EFAS v5.2 - updates

Introduction

The EFAS v5.2 upgrade features a revision of the flood notification criteria for riverine flooding, i.e. Formal and Informal Notifications.

The EFAS modelling and forecasting chain has undergone several upgrades in the last years, but the notification criteria has been unchanged over the last decade. Therefore, a thorough statistical analysis was performed to identify the notification criteria that optimises the trade-off between correctly detected events, false alarms, and misses. This analysis was performed leveraging on EFASv4 simulations.

The main results are:

A new methodology to combine into a grand ensemble the EFAS forecasts forced by the 4 different Numerical Weather Prediction (NWP) models. As a result of the combination of the NWPs, we obtain a total probability of exceeding a given return period that is more robust than analysing individually the exceendance probabilities of each NWP alone.
A revision of the notification criteria based on the above grand ensemble that involves a new total probability threshold, the removal of the persistence criterion, and a new minimum catchment area.

This page provides:

The definition of the EFASv5.2 criteria for EFAS Formal and Informal notifications, as well as the definition of the area of validity of EFAS Formal and Informal notifications.
An overview of the updates to the EFAS Map Viewer.
A summary of the scientific analysis that led to the definition of EFASv5.2 criteria for EFAS Formal and Informal notifications.

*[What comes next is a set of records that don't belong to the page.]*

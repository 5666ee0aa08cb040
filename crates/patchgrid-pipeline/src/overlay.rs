//! Patch/grid overlay: split patches at grid-cell boundaries.
//!
//! Patch and cell bounding boxes go into two R*-trees whose pairwise
//! envelope intersections give the candidate (cell, patch) pairs. Each
//! candidate is then clipped with a polygon boolean intersection; a patch
//! whose bounding box lies inside the cell is taken whole without clipping.
//!
//! Fragments come out in cell order and, within a cell, in ascending patch
//! id order. Fragments with zero area (patches that only touch a cell
//! edge) are discarded.
//!
//! This is step 6 in the pipeline.

use geo::{BooleanOps, BoundingRect, MultiPolygon, Rect};
use rayon::prelude::*;
use rstar::RTree;
use rstar::primitives::{GeomWithData, Rectangle};

use crate::metrics::measure;
use crate::types::{GridCell, OverlayFragment, Patch};

/// Fragments smaller than this fraction of their cell's area are dropped
/// as boolean-operation noise.
const ZERO_AREA_EPSILON: f64 = 1e-12;

/// Bounding box tagged with an index into the patch or cell slice.
type IndexedBox = GeomWithData<Rectangle<[f64; 2]>, usize>;

fn indexed_box(rect: Rect<f64>, index: usize) -> IndexedBox {
    GeomWithData::new(
        Rectangle::from_corners([rect.min().x, rect.min().y], [rect.max().x, rect.max().y]),
        index,
    )
}

fn rect_contains(outer: &Rect<f64>, inner: &Rect<f64>) -> bool {
    outer.min().x <= inner.min().x
        && outer.min().y <= inner.min().y
        && outer.max().x >= inner.max().x
        && outer.max().y >= inner.max().y
}

/// Intersect every patch with every grid cell it overlaps.
///
/// With `parallel` set, cells are distributed over the rayon pool; the
/// output order is the same either way.
#[must_use = "returns the overlay fragments"]
pub fn overlay(patches: &[Patch], cells: &[GridCell], parallel: bool) -> Vec<OverlayFragment> {
    let patch_bounds: Vec<Option<Rect<f64>>> =
        patches.iter().map(|p| p.geometry.bounding_rect()).collect();

    let patch_tree = RTree::bulk_load(
        patch_bounds
            .iter()
            .enumerate()
            .filter_map(|(i, rect)| rect.map(|r| indexed_box(r, i)))
            .collect(),
    );
    let cell_tree = RTree::bulk_load(
        cells
            .iter()
            .enumerate()
            .map(|(i, c)| indexed_box(c.extent.to_rect(), i))
            .collect(),
    );

    let mut candidates: Vec<Vec<usize>> = vec![Vec::new(); cells.len()];
    let mut pairs = 0usize;
    for (cell, patch) in cell_tree.intersection_candidates_with_other_tree(&patch_tree) {
        candidates[cell.data].push(patch.data);
        pairs += 1;
    }
    for list in &mut candidates {
        list.sort_unstable_by_key(|&i| patches[i].id);
    }

    let clip = |(cell, list): (&GridCell, &Vec<usize>)| -> Vec<OverlayFragment> {
        let cell_rect = cell.extent.to_rect();
        let cell_polygon = cell.extent.to_polygon();
        let min_area = ZERO_AREA_EPSILON * cell.extent.width() * cell.extent.height();
        list.iter()
            .filter_map(|&i| {
                let patch = &patches[i];
                let geometry: MultiPolygon<f64> = match patch_bounds[i] {
                    Some(bounds) if rect_contains(&cell_rect, &bounds) => patch.geometry.clone(),
                    _ => patch.geometry.intersection(&cell_polygon),
                };
                if geometry.0.is_empty() || measure(&geometry).0 <= min_area {
                    return None;
                }
                Some(OverlayFragment {
                    cell_id: cell.id,
                    patch_id: patch.id,
                    geometry,
                })
            })
            .collect()
    };

    let per_cell: Vec<Vec<OverlayFragment>> = if parallel {
        cells.par_iter().zip(candidates.par_iter()).map(clip).collect()
    } else {
        cells.iter().zip(candidates.iter()).map(clip).collect()
    };
    let fragments: Vec<OverlayFragment> = per_cell.into_iter().flatten().collect();

    tracing::debug!(
        candidate_pairs = pairs,
        fragments = fragments.len(),
        parallel,
        "overlaid patches on grid"
    );
    fragments
}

New EFAS Formal and Informal Notification Criteria

EFAS v5.2 formal flood notification criteria are:

Catchment part of Conditions of Access (CoA), i.e., within the EFAS partner region.
A catchment area of at least 1000 km².
A total probability of exceeding the EFAS 5-year return period of at least 50%.
Event at least 48 hours in advance with respect to forecast time. More specifically, the onset of the event will occur between 2 and 7 days from the forecast time. The onset of the event is the first time step when the probability criterion in point two is fulfilled. E.g., for the forecast 2024-08-13 00UTC, the event must start between 2024-08-15 00UTC and 2024-08-20 00UTC

Note: persistency is no longer used.

EFAS v5.2 informal flood notification criteria are:

Catchment part of Conditions of Access (CoA), i.e., within the EFAS partner region.
Complete set of criteria for formal notifications is not met, but the forecaster deems that the authorities should be informed.
Minimum requirements for catchment area and total probability value:
1. A catchment area of at least 500 km².
2. A total probability of exceeding the EFAS 5-year return period of at least 40%.

Definition of the area of validity of an EFAS formal/informal notification: An EFAS notification is valid for the upstream and downstream river stretch of the same name that exceeds the 50% total probability threshold (40% for informal notifications) shown in the flood probability layer in the same country.

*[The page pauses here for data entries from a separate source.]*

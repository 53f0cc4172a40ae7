//! The entity arena.
//!
//! All long-lived semantic objects (types, classes, signatures, functions,
//! aliases, namespaces, generics, variables) live in append-only tables
//! owned by one [`EntityArena`] per compilation. Entities reference each
//! other by typed indices, never by ownership, so recursive shapes (a
//! class whose methods mention the class) need no special lifetime
//! handling: a stub is pushed first and filled in place.

use std::rc::Rc;

use rustc_hash::FxHashMap;
use slatec_util::{define_idx, IndexVec, Span, Symbol};

use crate::scope::ScopeId;
use crate::types::{Type, TypeId, TypeKind};
use crate::value::Value;

define_idx!(ClassId);
define_idx!(SigId);
define_idx!(FuncId);
define_idx!(AliasId);
define_idx!(NsId);
define_idx!(GenericId);
define_idx!(VarId);

/// An instance property of a class.
#[derive(Clone, Debug)]
pub struct Property {
    pub name: Symbol,
    pub ty: TypeId,
    pub span: Span,
}

/// A class definition.
///
/// Layout is `[parents..., properties...]` packed left to right; the
/// member scope owns bindings for methods, aliases, and nested types.
#[derive(Debug)]
pub struct ClassDef {
    pub name: Symbol,
    /// `TypeKind::Class(self)`; patched right after registration.
    pub ty: TypeId,
    /// The named SSA struct.
    pub ssa: slatec_ssa::TyId,
    /// Parent classes, left to right.
    pub parents: Vec<ClassId>,
    pub properties: Vec<Property>,
    /// Member scope (methods, aliases, nested types).
    pub scope: ScopeId,
    pub constructors: Vec<FuncId>,
    pub destructor: Option<FuncId>,
    /// False while the stub awaits its body (recursive references see the
    /// stub and must tolerate an empty member list).
    pub complete: bool,
}

/// One declared parameter.
#[derive(Clone, Debug)]
pub struct Param {
    pub name: Symbol,
    pub ty: TypeId,
}

/// A function signature.
///
/// For methods the receiver is parameter 0, named `this`, typed as a
/// pointer to the owning class.
#[derive(Clone, Debug)]
pub struct Signature {
    pub params: Vec<Param>,
    pub variadic: bool,
    pub is_method: bool,
    /// Return by hidden pointer: the struct return exceeds twice the
    /// pointer width.
    pub is_sret: bool,
    pub ret: TypeId,
    /// The SSA function type (sret slot prepended, `void` return).
    pub ssa: slatec_ssa::TyId,
}

/// A function definition or declaration.
#[derive(Debug)]
pub struct FuncDef {
    pub name: Symbol,
    pub sig: SigId,
    /// `TypeKind::Fn(sig)`.
    pub ty: TypeId,
    pub ssa: slatec_ssa::FuncId,
    pub owner_class: Option<ClassId>,
}

/// What an alias binds its name to.
#[derive(Clone, Debug)]
pub enum AliasTarget {
    Type(TypeId),
    /// A compile-time constant.
    Const(Value),
    Alias(AliasId),
}

/// An alias definition.
#[derive(Clone, Debug)]
pub struct AliasDef {
    pub name: Symbol,
    pub target: AliasTarget,
}

/// A namespace: a name owning a scope.
#[derive(Clone, Debug)]
pub struct NsDef {
    pub name: Symbol,
    pub scope: ScopeId,
}

/// Kind of a generic parameter.
#[derive(Clone, Debug)]
pub enum GenericParamKind {
    Type,
    /// Value parameter with its declared type.
    Const(TypeId),
}

/// One generic parameter.
#[derive(Clone, Debug)]
pub struct GenericParam {
    pub name: Symbol,
    pub kind: GenericParamKind,
}

/// The stored syntax body of a generic entity.
#[derive(Clone, Debug)]
pub enum GenericBody {
    Class(Rc<slatec_ast::ClassDecl>),
    Function(Rc<slatec_ast::FunctionDecl>),
    Alias(Rc<slatec_ast::AliasDecl>),
}

/// A literal constant used as a generic argument.
///
/// Restricted to literals; equality is structural.
#[derive(Clone, Debug, PartialEq)]
pub enum ConstLit {
    Int(i64),
    Str(Symbol),
    Char(u8),
}

/// One bound generic argument.
#[derive(Clone, Debug)]
pub enum GenericArgValue {
    Type(TypeId),
    Const(ConstLit),
}

/// A memoized monomorphization.
#[derive(Debug)]
pub struct GenericChild {
    pub args: Vec<GenericArgValue>,
    pub entity: Entity,
}

/// A generic entity: a factory for concrete classes, functions, or
/// aliases.
#[derive(Debug)]
pub struct GenericDef {
    pub name: Symbol,
    pub params: Vec<GenericParam>,
    pub body: GenericBody,
    /// Scope the generic was declared in; child scopes parent here.
    pub defining_scope: ScopeId,
    /// Child cache, searched newest-first so in-flight stubs win.
    pub children: Vec<GenericChild>,
}

/// A named storage location with a scope-bound lifetime.
#[derive(Clone, Debug)]
pub struct Variable {
    pub name: Symbol,
    /// The backing value; `is_alloca` unless the variable is synthetic.
    pub value: Value,
    pub is_const: bool,
    pub span: Span,
}

/// Any first-class semantic object.
#[derive(Clone, Copy, Debug, PartialEq, Eq)]
pub enum Entity {
    Type(TypeId),
    Func(FuncId),
    Var(VarId),
    Alias(AliasId),
    Namespace(NsId),
    Generic(GenericId),
}

/// Owner of every long-lived semantic record of a compilation.
pub struct EntityArena {
    pub types: IndexVec<TypeId, Type>,
    pub(crate) type_cache: FxHashMap<TypeKind, TypeId>,
    pub classes: IndexVec<ClassId, ClassDef>,
    pub sigs: IndexVec<SigId, Signature>,
    pub funcs: IndexVec<FuncId, FuncDef>,
    pub aliases: IndexVec<AliasId, AliasDef>,
    pub namespaces: IndexVec<NsId, NsDef>,
    pub generics: IndexVec<GenericId, GenericDef>,
    pub vars: IndexVec<VarId, Variable>,

    // Well-known types, interned once at construction.
    pub error_type: TypeId,
    pub void_type: TypeId,
    pub bool_type: TypeId,
}

impl EntityArena {
    pub fn new(module: &mut slatec_ssa::Module) -> Self {
        let mut arena = Self {
            types: IndexVec::new(),
            type_cache: FxHashMap::default(),
            classes: IndexVec::new(),
            sigs: IndexVec::new(),
            funcs: IndexVec::new(),
            aliases: IndexVec::new(),
            namespaces: IndexVec::new(),
            generics: IndexVec::new(),
            vars: IndexVec::new(),
            error_type: TypeId(0),
            void_type: TypeId(0),
            bool_type: TypeId(0),
        };
        arena.error_type = arena.intern_type(module, TypeKind::Error);
        arena.void_type = arena.intern_type(module, TypeKind::Void);
        arena.bool_type = arena.intern_type(
            module,
            TypeKind::Int {
                bits: 1,
                signed: false,
            },
        );
        arena
    }

    /// Intern an integer type.
    pub fn int_type(&mut self, module: &mut slatec_ssa::Module, bits: u32, signed: bool) -> TypeId {
        self.intern_type(module, TypeKind::Int { bits, signed })
    }

    /// Intern a float type.
    pub fn float_type(&mut self, module: &mut slatec_ssa::Module, bits: u32) -> TypeId {
        self.intern_type(module, TypeKind::Float { bits })
    }

    /// Intern a pointer type.
    pub fn ptr_type(&mut self, module: &mut slatec_ssa::Module, pointee: TypeId) -> TypeId {
        self.intern_type(module, TypeKind::Ptr { pointee })
    }

    /// Intern a reference type.
    pub fn ref_type(&mut self, module: &mut slatec_ssa::Module, pointee: TypeId) -> TypeId {
        self.intern_type(module, TypeKind::Ref { pointee })
    }

    /// Register a class stub: named opaque SSA struct, empty member
    /// lists, `complete = false`. Members are filled in afterwards; the
    /// stub is already a usable type for recursive references.
    pub fn register_class(
        &mut self,
        module: &mut slatec_ssa::Module,
        name: Symbol,
        scope: ScopeId,
    ) -> (ClassId, TypeId) {
        let ssa = module.types.add_struct(name);
        let class = self.classes.push(ClassDef {
            name,
            ty: self.error_type, // patched below
            ssa,
            parents: Vec::new(),
            properties: Vec::new(),
            scope,
            constructors: Vec::new(),
            destructor: None,
            complete: false,
        });
        let ty = self.intern_type(module, TypeKind::Class(class));
        self.classes[class].ty = ty;
        (class, ty)
    }

    /// Build a signature and its function type.
    ///
    /// Computes `is_sret` from the data layout (struct return wider than
    /// two pointers) and lowers the SSA function type with the hidden
    /// return slot prepended when needed.
    pub fn make_signature(
        &mut self,
        module: &mut slatec_ssa::Module,
        params: Vec<Param>,
        variadic: bool,
        is_method: bool,
        ret: TypeId,
    ) -> (SigId, TypeId) {
        let ret_ssa = self.types[ret].ssa;
        let is_sret = matches!(self.types[ret].kind, TypeKind::Class(_))
            && module.layout.size_of(&module.types, ret_ssa)
                > 2 * module.layout.ptr_size();

        let mut ssa_params = Vec::with_capacity(params.len() + 1);
        if is_sret {
            ssa_params.push(module.types.ptr(ret_ssa));
        }
        for param in &params {
            ssa_params.push(self.types[param.ty].ssa);
        }
        let ssa_ret = if is_sret {
            module.types.void()
        } else {
            ret_ssa
        };
        let ssa = module.types.fn_type(ssa_params, ssa_ret, variadic);

        let sig = self.sigs.push(Signature {
            params,
            variadic,
            is_method,
            is_sret,
            ret,
            ssa,
        });
        let ty = self.intern_type(module, TypeKind::Fn(sig));
        (sig, ty)
    }

    /// Find a property of a class by name; own properties only.
    pub fn find_property(&self, class: ClassId, name: Symbol) -> Option<(usize, &Property)> {
        self.classes[class]
            .properties
            .iter()
            .enumerate()
            .find(|(_, p)| p.name == name)
    }

    /// Compare two generic argument tuples.
    pub fn generic_args_match(&self, a: &[GenericArgValue], b: &[GenericArgValue]) -> bool {
        a.len() == b.len()
            && a.iter().zip(b).all(|(x, y)| match (x, y) {
                (GenericArgValue::Type(t1), GenericArgValue::Type(t2)) => {
                    self.types_equal(*t1, *t2)
                }
                (GenericArgValue::Const(c1), GenericArgValue::Const(c2)) => c1 == c2,
                _ => false,
            })
    }
}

EFAS v5.2 - Updates to visualisations

As a consequence of the new combination method and the new notification criteria, the following EFAS products have been changed:

The layers previously called Flood Probability < 48 h and Flood Probability > 48 h have been renamed as 5-year exceedence < 48 h and 5-year exceedence > 48 h, respectively. These layers show the total probability of exceeding the 5-year return period according to the latest available forecast. The layer corresponding to lead times larger than 48 h is used to issue formal flood notifications.
The Flood probability persistence layer has been renamed as Flood probability. The new layer shows the total probability of the latest available forecast of exceeding three return period thresholds (2, 5 and 20 years) computed as a skill-based combination of all available NWPs at each time step.
The Reporting Points is now based on the total probability. The label shown at each point indicates only one value: the total probability of exceeding the 5 year return period. The arrow indicates the tendency (increasing, constant, decreasing) of the total probability between the current and the previous forecasts for the point. Some minor changes affect the pop-up window:
- A new grand ensemble hydrograph that combines the forecasts of all 4 NWPs.
- The total probability shown in the forecast overview table follows the new definition of total probability.
- A new group of forecast persistency table, which shows the total probability computed for each return period threshold for the last 6 issued forecasts.

EFASv4 skill assessment

Introduction

The definition of the new notification criteria is based on an analysis of EFASv4 discharge simulations in the period from October 2020 to June 2023 at the 1979 EFAS fixed reporting points with a minimum catchment area of 500 km². For this period, we considered EFASv4 reanalysis (water balance) as the ground truth, and we used the EFASv4 forecasts to search for the optimal notification criteria. In particular, we looked for answers to the following questions:

What's the best approach to blend the EFAS forecasts forced by the 4 NWPs into a single grand ensemble?
In the grand ensemble context:
- What is the optimal exceedance probability threshold?
- Is the persistence criterion still meaningful?
- Can we issue notifications at smaller catchments?

Methods

The analysis consisted on computing the events that would have been notified for different combinations of the notification criteria, and evaluating the skill of each of those combinations by comparison against the flood events in the reanalysis (exceedances over the EFAS 5-year return period).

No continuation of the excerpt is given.